**Your goal**
Count up the lines of the data below that contain the string "content", then give only the total.

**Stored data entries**
********************

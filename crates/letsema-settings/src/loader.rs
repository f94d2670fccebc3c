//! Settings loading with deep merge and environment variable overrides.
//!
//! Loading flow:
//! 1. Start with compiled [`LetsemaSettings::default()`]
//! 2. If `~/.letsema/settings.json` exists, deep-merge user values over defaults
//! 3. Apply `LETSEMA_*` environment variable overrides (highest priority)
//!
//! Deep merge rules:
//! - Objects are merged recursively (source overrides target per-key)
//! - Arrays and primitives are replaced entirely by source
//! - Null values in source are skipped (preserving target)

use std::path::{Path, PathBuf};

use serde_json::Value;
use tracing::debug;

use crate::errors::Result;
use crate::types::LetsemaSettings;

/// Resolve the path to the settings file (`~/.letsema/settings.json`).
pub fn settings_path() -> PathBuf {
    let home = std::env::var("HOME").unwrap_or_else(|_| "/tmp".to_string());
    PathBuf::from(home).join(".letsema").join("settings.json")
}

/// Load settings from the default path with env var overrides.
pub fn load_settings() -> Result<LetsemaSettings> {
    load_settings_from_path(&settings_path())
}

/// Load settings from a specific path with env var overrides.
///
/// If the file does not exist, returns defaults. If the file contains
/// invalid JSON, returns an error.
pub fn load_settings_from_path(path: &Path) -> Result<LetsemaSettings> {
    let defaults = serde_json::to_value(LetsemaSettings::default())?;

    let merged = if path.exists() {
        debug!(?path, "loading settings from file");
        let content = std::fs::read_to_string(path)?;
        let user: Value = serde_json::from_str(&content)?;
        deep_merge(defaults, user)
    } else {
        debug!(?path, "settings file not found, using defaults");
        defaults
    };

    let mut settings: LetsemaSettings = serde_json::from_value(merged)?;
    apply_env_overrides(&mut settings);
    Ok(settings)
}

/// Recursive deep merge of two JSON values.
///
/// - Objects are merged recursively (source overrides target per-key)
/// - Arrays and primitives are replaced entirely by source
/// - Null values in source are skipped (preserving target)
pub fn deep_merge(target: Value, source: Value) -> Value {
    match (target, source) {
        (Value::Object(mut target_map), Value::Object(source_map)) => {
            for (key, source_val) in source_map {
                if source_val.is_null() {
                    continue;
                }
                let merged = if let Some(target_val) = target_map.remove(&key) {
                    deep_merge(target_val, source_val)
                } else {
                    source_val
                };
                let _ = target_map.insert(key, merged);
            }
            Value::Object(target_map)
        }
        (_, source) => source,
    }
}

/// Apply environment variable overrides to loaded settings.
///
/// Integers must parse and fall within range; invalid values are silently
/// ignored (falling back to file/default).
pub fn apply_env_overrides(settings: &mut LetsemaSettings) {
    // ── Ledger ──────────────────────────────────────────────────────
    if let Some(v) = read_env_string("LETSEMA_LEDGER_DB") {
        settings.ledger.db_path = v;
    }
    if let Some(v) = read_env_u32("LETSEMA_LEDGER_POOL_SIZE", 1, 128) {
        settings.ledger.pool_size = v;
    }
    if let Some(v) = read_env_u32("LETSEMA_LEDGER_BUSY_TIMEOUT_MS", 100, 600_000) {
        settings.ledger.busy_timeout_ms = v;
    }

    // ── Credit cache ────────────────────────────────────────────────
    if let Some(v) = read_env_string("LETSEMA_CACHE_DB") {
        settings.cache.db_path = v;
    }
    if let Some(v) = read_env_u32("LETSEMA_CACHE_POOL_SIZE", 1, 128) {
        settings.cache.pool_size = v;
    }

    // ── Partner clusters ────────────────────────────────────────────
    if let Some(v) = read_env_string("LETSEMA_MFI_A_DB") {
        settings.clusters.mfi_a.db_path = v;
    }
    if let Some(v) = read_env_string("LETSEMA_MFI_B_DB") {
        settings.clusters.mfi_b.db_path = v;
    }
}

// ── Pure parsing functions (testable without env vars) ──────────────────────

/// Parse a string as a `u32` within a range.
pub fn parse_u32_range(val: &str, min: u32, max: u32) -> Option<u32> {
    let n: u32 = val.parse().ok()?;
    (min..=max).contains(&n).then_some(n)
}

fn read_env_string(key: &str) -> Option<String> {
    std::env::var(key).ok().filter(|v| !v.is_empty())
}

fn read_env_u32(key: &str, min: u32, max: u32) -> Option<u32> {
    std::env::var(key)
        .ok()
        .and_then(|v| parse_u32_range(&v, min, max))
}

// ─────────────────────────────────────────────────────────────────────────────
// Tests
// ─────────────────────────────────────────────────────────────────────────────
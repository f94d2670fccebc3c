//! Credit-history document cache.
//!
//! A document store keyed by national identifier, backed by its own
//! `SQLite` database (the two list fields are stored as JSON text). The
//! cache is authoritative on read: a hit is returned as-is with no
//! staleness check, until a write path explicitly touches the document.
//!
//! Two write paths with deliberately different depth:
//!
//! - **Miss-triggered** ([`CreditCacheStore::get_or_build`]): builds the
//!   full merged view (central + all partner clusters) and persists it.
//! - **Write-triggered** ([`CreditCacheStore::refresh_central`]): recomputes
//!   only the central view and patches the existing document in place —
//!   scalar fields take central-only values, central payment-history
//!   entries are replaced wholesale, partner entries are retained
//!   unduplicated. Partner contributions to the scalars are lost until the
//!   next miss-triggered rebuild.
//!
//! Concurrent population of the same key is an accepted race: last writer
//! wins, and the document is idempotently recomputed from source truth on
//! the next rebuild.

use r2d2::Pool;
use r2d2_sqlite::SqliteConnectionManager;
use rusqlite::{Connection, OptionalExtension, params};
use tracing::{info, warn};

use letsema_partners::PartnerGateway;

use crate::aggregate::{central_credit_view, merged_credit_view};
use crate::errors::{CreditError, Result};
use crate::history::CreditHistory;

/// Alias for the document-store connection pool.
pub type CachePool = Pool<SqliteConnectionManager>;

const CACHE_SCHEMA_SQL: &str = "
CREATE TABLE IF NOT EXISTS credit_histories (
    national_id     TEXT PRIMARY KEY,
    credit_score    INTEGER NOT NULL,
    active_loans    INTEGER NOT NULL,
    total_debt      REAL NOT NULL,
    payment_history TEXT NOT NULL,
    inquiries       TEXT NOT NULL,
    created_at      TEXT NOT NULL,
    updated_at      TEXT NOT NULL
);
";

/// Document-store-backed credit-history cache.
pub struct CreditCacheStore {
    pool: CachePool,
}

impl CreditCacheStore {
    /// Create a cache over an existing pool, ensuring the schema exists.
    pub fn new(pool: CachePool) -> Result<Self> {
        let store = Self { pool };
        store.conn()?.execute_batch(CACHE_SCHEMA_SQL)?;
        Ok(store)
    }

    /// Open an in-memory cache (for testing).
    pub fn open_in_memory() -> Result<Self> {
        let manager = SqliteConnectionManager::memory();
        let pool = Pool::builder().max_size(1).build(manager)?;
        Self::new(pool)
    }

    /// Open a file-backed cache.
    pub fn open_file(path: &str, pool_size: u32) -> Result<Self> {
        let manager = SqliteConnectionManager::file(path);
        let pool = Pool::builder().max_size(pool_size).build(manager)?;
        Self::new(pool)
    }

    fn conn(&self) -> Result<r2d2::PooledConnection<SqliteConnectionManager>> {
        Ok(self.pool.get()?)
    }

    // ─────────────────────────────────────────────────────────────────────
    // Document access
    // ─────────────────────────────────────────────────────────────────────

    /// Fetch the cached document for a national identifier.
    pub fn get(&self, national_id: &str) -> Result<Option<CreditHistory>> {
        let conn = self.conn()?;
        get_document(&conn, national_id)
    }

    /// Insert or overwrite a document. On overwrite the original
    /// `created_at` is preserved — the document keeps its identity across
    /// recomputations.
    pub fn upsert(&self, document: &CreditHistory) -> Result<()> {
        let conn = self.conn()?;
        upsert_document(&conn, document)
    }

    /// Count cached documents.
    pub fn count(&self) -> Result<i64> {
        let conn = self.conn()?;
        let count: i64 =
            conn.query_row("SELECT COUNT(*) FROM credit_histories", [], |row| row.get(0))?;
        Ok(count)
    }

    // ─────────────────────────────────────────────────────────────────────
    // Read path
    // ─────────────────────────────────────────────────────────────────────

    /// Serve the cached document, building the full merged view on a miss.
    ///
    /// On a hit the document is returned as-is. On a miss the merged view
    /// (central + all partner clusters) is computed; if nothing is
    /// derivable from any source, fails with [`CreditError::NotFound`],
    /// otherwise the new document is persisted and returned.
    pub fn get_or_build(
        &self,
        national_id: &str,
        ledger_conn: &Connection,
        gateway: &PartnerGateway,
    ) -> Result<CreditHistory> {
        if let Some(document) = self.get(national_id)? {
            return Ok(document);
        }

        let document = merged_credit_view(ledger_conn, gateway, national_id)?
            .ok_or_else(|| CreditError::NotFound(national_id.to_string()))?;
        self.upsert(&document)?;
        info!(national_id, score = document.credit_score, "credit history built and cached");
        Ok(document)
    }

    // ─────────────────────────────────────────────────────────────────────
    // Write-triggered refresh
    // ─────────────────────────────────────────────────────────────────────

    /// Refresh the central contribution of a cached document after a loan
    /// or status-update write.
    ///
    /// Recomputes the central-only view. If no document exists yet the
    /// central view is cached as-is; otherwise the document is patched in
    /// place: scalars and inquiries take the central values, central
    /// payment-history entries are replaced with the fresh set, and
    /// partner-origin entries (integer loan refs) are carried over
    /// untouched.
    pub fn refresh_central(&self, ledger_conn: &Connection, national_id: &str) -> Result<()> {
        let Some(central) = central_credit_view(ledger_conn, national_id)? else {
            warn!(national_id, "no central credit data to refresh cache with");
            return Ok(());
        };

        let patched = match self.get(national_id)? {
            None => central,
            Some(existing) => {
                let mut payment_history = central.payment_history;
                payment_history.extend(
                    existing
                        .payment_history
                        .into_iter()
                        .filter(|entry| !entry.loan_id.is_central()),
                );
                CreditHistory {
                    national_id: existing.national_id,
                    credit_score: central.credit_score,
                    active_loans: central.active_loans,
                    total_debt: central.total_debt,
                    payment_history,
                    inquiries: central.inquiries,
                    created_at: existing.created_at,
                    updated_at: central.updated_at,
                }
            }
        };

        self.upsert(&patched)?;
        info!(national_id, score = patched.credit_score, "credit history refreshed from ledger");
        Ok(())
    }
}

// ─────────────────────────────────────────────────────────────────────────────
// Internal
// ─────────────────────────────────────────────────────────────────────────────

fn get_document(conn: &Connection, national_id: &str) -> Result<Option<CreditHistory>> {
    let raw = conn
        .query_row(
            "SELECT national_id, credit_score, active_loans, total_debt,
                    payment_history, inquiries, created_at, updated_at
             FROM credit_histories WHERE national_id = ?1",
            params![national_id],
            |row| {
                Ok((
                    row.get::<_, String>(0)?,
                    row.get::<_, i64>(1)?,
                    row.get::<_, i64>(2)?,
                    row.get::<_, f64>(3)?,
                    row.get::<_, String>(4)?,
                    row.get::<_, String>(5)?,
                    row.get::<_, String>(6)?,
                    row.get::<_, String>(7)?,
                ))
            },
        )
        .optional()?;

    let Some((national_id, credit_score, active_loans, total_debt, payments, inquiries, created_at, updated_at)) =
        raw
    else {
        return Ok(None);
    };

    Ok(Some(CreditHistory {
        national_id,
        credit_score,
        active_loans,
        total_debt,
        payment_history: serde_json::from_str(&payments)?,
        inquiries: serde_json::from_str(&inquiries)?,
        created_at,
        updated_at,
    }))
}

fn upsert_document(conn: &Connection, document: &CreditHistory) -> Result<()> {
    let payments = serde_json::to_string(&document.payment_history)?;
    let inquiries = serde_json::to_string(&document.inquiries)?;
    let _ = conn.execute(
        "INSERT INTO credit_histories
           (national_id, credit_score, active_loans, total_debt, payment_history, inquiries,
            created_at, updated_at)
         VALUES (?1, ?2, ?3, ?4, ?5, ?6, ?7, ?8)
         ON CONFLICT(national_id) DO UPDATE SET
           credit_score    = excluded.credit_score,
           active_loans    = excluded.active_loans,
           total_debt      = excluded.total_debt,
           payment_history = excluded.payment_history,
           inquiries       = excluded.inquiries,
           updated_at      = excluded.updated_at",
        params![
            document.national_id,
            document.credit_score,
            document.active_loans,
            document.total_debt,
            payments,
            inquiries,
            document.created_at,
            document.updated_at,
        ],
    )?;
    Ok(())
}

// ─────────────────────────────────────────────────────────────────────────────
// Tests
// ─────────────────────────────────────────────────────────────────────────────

********************

**Expected output**
2